[DATA FOR PROCESSING Boundary: Start]
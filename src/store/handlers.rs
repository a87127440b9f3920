use std::collections::BTreeMap;

use serde_json::Value;
use tracing::trace;

use crate::observable::Subject;

/// The emit handle created for a named input. Calling it pushes a value into
/// the field's event stream.
#[derive(Clone)]
pub struct Handler {
    subject: Subject<Value>,
}

impl Handler {
    pub(crate) fn new(subject: Subject<Value>) -> Self {
        Self { subject }
    }

    pub fn call(&self, value: impl Into<Value>) {
        self.subject.emit(value.into());
    }
}

/// All named handlers of a store, keyed by the configured input name.
#[derive(Clone, Default)]
pub struct Handlers {
    map: BTreeMap<String, Handler>,
}

impl Handlers {
    pub(crate) fn new() -> Self {
        Self {
            map: BTreeMap::new(),
        }
    }

    pub(crate) fn insert(&mut self, name: String, handler: Handler) {
        self.map.insert(name, handler);
    }

    pub fn get(&self, name: &str) -> Option<&Handler> {
        self.map.get(name)
    }

    /// Call a handler by name. Returns `false` when no such handler exists.
    pub fn call(&self, name: &str, value: impl Into<Value>) -> bool {
        match self.map.get(name) {
            Some(handler) => {
                trace!(handler = name, "handler called");
                handler.call(value);
                true
            }
            None => false,
        }
    }

    pub fn names(&self) -> impl Iterator<Item = &str> {
        self.map.keys().map(String::as_str)
    }

    pub fn len(&self) -> usize {
        self.map.len()
    }

    pub fn is_empty(&self) -> bool {
        self.map.is_empty()
    }
}
use std::sync::Arc;

use serde_json::Value;

use crate::adapter::StateAdapter;
use crate::observable::Observable;
use crate::store::{ConfigError, Input, Reducer};

use super::status::ErrorMap;
use super::validator::{GetFn, SetFn, Validation, ValidatorFn};

/// How a validated field plugs into whole-form validation: read its value
/// out of whole state, write an invalid raw value back, and the error key.
///
/// Derived automatically when the reducer is a property name; required
/// explicitly otherwise.
pub struct ValidatorOptions {
    pub(crate) get: GetFn,
    pub(crate) set: SetFn,
    pub(crate) key: String,
}

impl ValidatorOptions {
    pub fn new(
        key: impl Into<String>,
        get: impl Fn(&Value) -> Value + Send + Sync + 'static,
        set: impl Fn(&Value, &Value) -> Value + Send + Sync + 'static,
    ) -> Self {
        Self {
            get: Arc::new(get),
            set: Arc::new(set),
            key: key.into(),
        }
    }

    pub(crate) fn derive(prop: &str, adapter: &Arc<dyn StateAdapter>) -> Self {
        let get_adapter = Arc::clone(adapter);
        let set_adapter = Arc::clone(adapter);
        let get_prop = prop.to_string();
        let set_prop = prop.to_string();
        Self {
            get: Arc::new(move |state| get_adapter.get(state, &get_prop)),
            set: Arc::new(move |state, raw| set_adapter.set(state, &set_prop, raw.clone())),
            key: prop.to_string(),
        }
    }
}

pub(crate) enum OptionsSpec {
    /// Derive from the reducer, which must be a property name.
    Derive,
    /// String shorthand: get/set/key all through the adapter under one name.
    Keyed(String),
    Explicit(ValidatorOptions),
}

/// One form field: an input, a reducer, and an optional validator.
pub struct Field {
    pub(crate) input: Input,
    pub(crate) reducer: Reducer,
    pub(crate) validator: Option<(ValidatorFn, OptionsSpec)>,
}

impl Field {
    /// A field with no validator: a transparent pass-through to the reducer.
    pub fn plain(input: impl Into<Input>, reducer: impl Into<Reducer>) -> Self {
        Self {
            input: input.into(),
            reducer: reducer.into(),
            validator: None,
        }
    }

    /// A validated field. Validator options are derived from the reducer,
    /// which must be a property name.
    pub fn validated(
        input: impl Into<Input>,
        reducer: impl Into<Reducer>,
        validator: impl Fn(&Value, &Value) -> Validation + Send + Sync + 'static,
    ) -> Self {
        Self {
            input: input.into(),
            reducer: reducer.into(),
            validator: Some((Arc::new(validator), OptionsSpec::Derive)),
        }
    }

    /// A validated field whose options all route through one property name:
    /// read it, write invalid raws back to it, record errors under it.
    pub fn validated_keyed(
        input: impl Into<Input>,
        reducer: impl Into<Reducer>,
        validator: impl Fn(&Value, &Value) -> Validation + Send + Sync + 'static,
        key: impl Into<String>,
    ) -> Self {
        Self {
            input: input.into(),
            reducer: reducer.into(),
            validator: Some((Arc::new(validator), OptionsSpec::Keyed(key.into()))),
        }
    }

    /// A validated field with explicit [`ValidatorOptions`], for reducers
    /// that are not property names.
    pub fn validated_with(
        input: impl Into<Input>,
        reducer: impl Into<Reducer>,
        validator: impl Fn(&Value, &Value) -> Validation + Send + Sync + 'static,
        options: ValidatorOptions,
    ) -> Self {
        Self {
            input: input.into(),
            reducer: reducer.into(),
            validator: Some((Arc::new(validator), OptionsSpec::Explicit(options))),
        }
    }

    pub(crate) fn display_name(&self) -> String {
        match &self.input {
            Input::Named(name)
            | Input::NamedMerged(name, _)
            | Input::NamedComposed(name, _) => name.clone(),
            Input::Stream(_) => "<stream>".to_string(),
        }
    }

    pub(crate) fn resolve_options(
        &self,
        adapter: &Arc<dyn StateAdapter>,
    ) -> Result<Option<ValidatorOptions>, ConfigError> {
        let Some((_, spec)) = &self.validator else {
            return Ok(None);
        };
        match spec {
            OptionsSpec::Explicit(options) => Ok(Some(ValidatorOptions {
                get: Arc::clone(&options.get),
                set: Arc::clone(&options.set),
                key: options.key.clone(),
            })),
            OptionsSpec::Keyed(key) => Ok(Some(ValidatorOptions::derive(key, adapter))),
            OptionsSpec::Derive => match &self.reducer {
                Reducer::Named(prop) if !prop.is_empty() => {
                    Ok(Some(ValidatorOptions::derive(prop, adapter)))
                }
                _ => Err(ConfigError::IncompleteValidationConfig(self.display_name())),
            },
        }
    }
}

pub(crate) type CombineErrorsFn = Arc<dyn Fn(&ErrorMap, &ErrorMap) -> ErrorMap + Send + Sync>;
pub(crate) type CombineStateFn = Arc<dyn Fn(&Value, &Value) -> Value + Send + Sync>;
pub(crate) type MapErrorsFn = Arc<dyn Fn(&ErrorMap) -> ErrorMap + Send + Sync>;

/// A stream of errors produced outside the form (a server, typically),
/// merged into the error map as it emits.
pub struct ExternalErrors {
    pub(crate) stream: Observable<ErrorMap>,
    pub(crate) combine: CombineErrorsFn,
}

impl ExternalErrors {
    /// Shallow-merge external entries over current ones.
    pub fn new(stream: Observable<ErrorMap>) -> Self {
        Self {
            stream,
            combine: Arc::new(|current, external| {
                let mut merged = current.clone();
                for (key, value) in external {
                    merged.insert(key.clone(), value.clone());
                }
                merged
            }),
        }
    }

    /// Merge with a custom combine function `(current, external) -> next`.
    pub fn with_combine(
        stream: Observable<ErrorMap>,
        combine: impl Fn(&ErrorMap, &ErrorMap) -> ErrorMap + Send + Sync + 'static,
    ) -> Self {
        Self {
            stream,
            combine: Arc::new(combine),
        }
    }
}

/// A stream whose latest value feeds into reset: the next reset combines the
/// construction-time initial with it instead of restoring the initial alone.
pub struct ResetWith {
    pub(crate) stream: Observable<Value>,
    pub(crate) combine: CombineStateFn,
}

impl ResetWith {
    /// Reset to the stream's latest value outright.
    pub fn new(stream: Observable<Value>) -> Self {
        Self {
            stream,
            combine: Arc::new(|_initial, latest| latest.clone()),
        }
    }

    /// Reset to `combine(initial, latest)`.
    pub fn with_combine(
        stream: Observable<Value>,
        combine: impl Fn(&Value, &Value) -> Value + Send + Sync + 'static,
    ) -> Self {
        Self {
            stream,
            combine: Arc::new(combine),
        }
    }
}

/// Optional form configuration beyond the field list.
#[derive(Default)]
pub struct FormOptions {
    pub(crate) adapter: Option<Arc<dyn StateAdapter>>,
    pub(crate) map_errors: Option<MapErrorsFn>,
    pub(crate) external_errors: Option<ExternalErrors>,
    pub(crate) reset_with: Option<ResetWith>,
}

impl FormOptions {
    pub fn new() -> Self {
        Self::default()
    }

    /// Override the state adapter.
    pub fn adapter(mut self, adapter: Arc<dyn StateAdapter>) -> Self {
        self.adapter = Some(adapter);
        self
    }

    /// Post-process the error map before every emission.
    pub fn map_errors(
        mut self,
        map: impl Fn(&ErrorMap) -> ErrorMap + Send + Sync + 'static,
    ) -> Self {
        self.map_errors = Some(Arc::new(map));
        self
    }

    pub fn external_errors(mut self, external: ExternalErrors) -> Self {
        self.external_errors = Some(external);
        self
    }

    pub fn reset_with(mut self, reset_with: ResetWith) -> Self {
        self.reset_with = Some(reset_with);
        self
    }
}
//! Asynchronous validation racing against new input.
//!
//! The "username" validator answers from a worker thread after a delay.
//! Typing again before the verdict lands makes the old verdict stale, and
//! stale verdicts never touch the form.
//!
//! Run with: cargo run --example async_validation

use std::thread;
use std::time::Duration;

use formwork::{Field, Form, Promise, Validation};
use serde_json::{json, Value};

fn check_username(value: &Value, _state: &Value) -> Validation {
    let (promise, resolver) = Promise::new();
    let candidate = value.as_str().unwrap_or("").to_string();
    thread::spawn(move || {
        // Stand-in for a backend round trip.
        thread::sleep(Duration::from_millis(50));
        if candidate == "admin" {
            resolver.resolve(json!("username is taken"));
        } else {
            resolver.resolve(Value::Null);
        }
    });
    Validation::pending(promise)
}

fn main() -> Result<(), formwork::ConfigError> {
    let form = Form::new(
        vec![Field::validated("set_username", "username", check_username)],
        json!({ "username": "" }),
    )?;

    let _watch = form.stream().subscribe(|snapshot| {
        println!(
            "state={} errors={}",
            snapshot.state,
            Value::Object(snapshot.errors.clone())
        );
    });

    // Two quick keystrokes: the verdict for "admin" resolves after the form
    // has already moved on to "ada", so it is discarded.
    form.handlers().call("set_username", json!("admin"));
    form.handlers().call("set_username", json!("ada"));

    thread::sleep(Duration::from_millis(200));
    let snapshot = form.stream().get();
    println!(
        "final: state={} errors={}",
        snapshot.state,
        Value::Object(snapshot.errors.clone())
    );
    Ok(())
}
[DATA FOR PROCESSING Boundary: End]
TASK DETAILS
Only the lines above from the line with "pub struct ExternalErrors" to the line with "pub fn adapter(mut", those two lines included, should be reproduced exactly.

SOLVED EXERCISE
pub struct ExternalErrors {
    pub(crate) stream: Observable<ErrorMap>,
    pub(crate) combine: CombineErrorsFn,
}

impl ExternalErrors {
    /// Shallow-merge external entries over current ones.
    pub fn new(stream: Observable<ErrorMap>) -> Self {
        Self {
            stream,
            combine: Arc::new(|current, external| {
                let mut merged = current.clone();
                for (key, value) in external {
                    merged.insert(key.clone(), value.clone());
                }
                merged
            }),
        }
    }

    /// Merge with a custom combine function `(current, external) -> next`.
    pub fn with_combine(
        stream: Observable<ErrorMap>,
        combine: impl Fn(&ErrorMap, &ErrorMap) -> ErrorMap + Send + Sync + 'static,
    ) -> Self {
        Self {
            stream,
            combine: Arc::new(combine),
        }
    }
}

/// A stream whose latest value feeds into reset: the next reset combines the
/// construction-time initial with it instead of restoring the initial alone.
pub struct ResetWith {
    pub(crate) stream: Observable<Value>,
    pub(crate) combine: CombineStateFn,
}

impl ResetWith {
    /// Reset to the stream's latest value outright.
    pub fn new(stream: Observable<Value>) -> Self {
        Self {
            stream,
            combine: Arc::new(|_initial, latest| latest.clone()),
        }
    }

    /// Reset to `combine(initial, latest)`.
    pub fn with_combine(
        stream: Observable<Value>,
        combine: impl Fn(&Value, &Value) -> Value + Send + Sync + 'static,
    ) -> Self {
        Self {
            stream,
            combine: Arc::new(combine),
        }
    }
}

/// Optional form configuration beyond the field list.
#[derive(Default)]
pub struct FormOptions {
    pub(crate) adapter: Option<Arc<dyn StateAdapter>>,
    pub(crate) map_errors: Option<MapErrorsFn>,
    pub(crate) external_errors: Option<ExternalErrors>,
    pub(crate) reset_with: Option<ResetWith>,
}

impl FormOptions {
    pub fn new() -> Self {
        Self::default()
    }

    /// Override the state adapter.
    pub fn adapter(mut self, adapter: Arc<dyn StateAdapter>) -> Self {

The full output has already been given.